Пусть несытый дождь бушует и стучит о лоно вод.
Псы зализывают раны, львы, зевая, лижут мех.
Мертвый, теплый мрак бездумья… — Мстить слепым? Но в чем их грех?
Брошен труд, томятся люди. Будь ты проклят, вечный дождь!
Ной бессилен и нестрашен — в зыбкой тьме не нужен вождь.
Вечер. Дальние зарницы мечут сноп багровых стрел.
Словно волны над плотиной — хлынул хмель плененных тел.
Звякнул бубен. Взвыла мгла…
Эгла факелы зажгла.
Хам Ноаму, хохоча,
Сбросил в светлый круг с плеча.
Вылез Сим из шкур на свет,
И, качаясь, Иафет,
Выгнув стан, вдохнул в свирель
Томно-вкрадчивую трель.
Острый звук рванулся ввысь,
И, ликуя, с ним сплелись,
Заливая все углы,
Смех, и топот, и хулы.
Ждать? Чего? — Не стоит ждать:
Завтра боль придет опять.
Дни уходят… Сладок грех!
Тела хватит здесь на всех.
Гром? Кружитесь! Пусть гремит…
Хмель — покров, веселье — щит.
Иль для скорби и труда
Пощадила их вода?
Смех и пляска все пьяней…
Дымно гаснет глаз огней —
И безумные тела
Обнимает жадно мгла.
Ной один в тоске на кровле повергается во прах.

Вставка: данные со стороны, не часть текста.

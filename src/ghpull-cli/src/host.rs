//! Artifact host that installs archives by copying them into a directory.

use std::path::{Path, PathBuf};

use async_trait::async_trait;
use ghpull_update::{ArtifactHost, ArtifactKind, InstalledArtifact, UpdateError, UpdateResult};
use tracing::info;

pub struct DirectoryHost {
    kind: ArtifactKind,
    dest: PathBuf,
    installed: Option<InstalledArtifact>,
}

impl DirectoryHost {
    pub fn new(kind: ArtifactKind, dest: impl Into<PathBuf>) -> Self {
        Self {
            kind,
            dest: dest.into(),
            installed: None,
        }
    }

    /// Report `artifact` as installed.
    pub fn with_installed(mut self, artifact: InstalledArtifact) -> Self {
        self.installed = Some(artifact);
        self
    }
}

#[async_trait]
impl ArtifactHost for DirectoryHost {
    fn kind(&self) -> ArtifactKind {
        self.kind
    }

    fn installed(&self, slug: &str) -> Option<InstalledArtifact> {
        self.installed.clone().filter(|a| a.slug == slug)
    }

    fn readme_path(&self, slug: &str) -> Option<PathBuf> {
        // Plugin slugs are `<dir>/<main file>`, theme slugs are the directory.
        let dir = match self.kind {
            ArtifactKind::Plugin => Path::new(slug).parent()?,
            ArtifactKind::Theme => Path::new(slug),
        };
        Some(self.dest.join(dir).join("README.md"))
    }

    async fn install(&self, archive: &Path) -> UpdateResult<()> {
        let file_name = archive.file_name().ok_or_else(|| UpdateError::InstallFailed {
            message: format!("{} has no file name", archive.display()),
        })?;

        tokio::fs::create_dir_all(&self.dest)
            .await
            .map_err(|e| UpdateError::fs(&self.dest, e))?;

        let target = self.dest.join(file_name);
        tokio::fs::copy(archive, &target)
            .await
            .map_err(|e| UpdateError::fs(&target, e))?;

        info!("Copied {} {} to {}", self.kind, file_name.to_string_lossy(), target.display());
        Ok(())
    }
}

Звери спят… и люди воют… Это было там, в шатрах!
Ветер бережно над Ноем дождь относит за корму,
И проснувшиеся птицы жмутся жалобно к нему.
Дождь. Ковчег плывет в тумане, словно темный мертвый кит.
Золотой цветок надежды все бледней во тьме горит.
Безнадежность хуже смерти… Ной их взял — пусть даст ответ:
Где конец тоске и плену? Есть ли берег или нет?
Смолк разгул, не тешит грех,
Страх и гнет сковали всех.
Тот же холод, та же мгла.
Даже злоба умерла.
Иафет с тупым лицом
Молча ждет перед отцом.
В глубине, как псы, за ним
Хам, Ноама, Эгла, Сим.
Овцы сдвинулись вкруг них.
Ветер смолк, и дождь затих.
Все слышней — в углу вдали
Беспокойно стонет Ли.
«Ной! Молчанье — не ответ…—
Дерзко крикнул Иафет.
— Ты нас спас — ты должен знать».
Дождь в ответ забил опять…
Жалким всплеском всхлипнул вал.
Ной прислушался и встал,
Не ответил никому
И ушел, потупясь, в тьму.
Овцы с блеяньем глухим
Расступились перед ним.
Хам плюется. Иафет,
Словно мертвый, смотрит вслед.
Золотой цветок надежды догорел и слился с тьмой.
Равнодушно злится ветер и молчит ковчег немой.
Ли затихла и не стонет. Ной сидит вдали один,—
Вдруг Фамарь пришла и шепчет: «Ной! У Ли родился сын».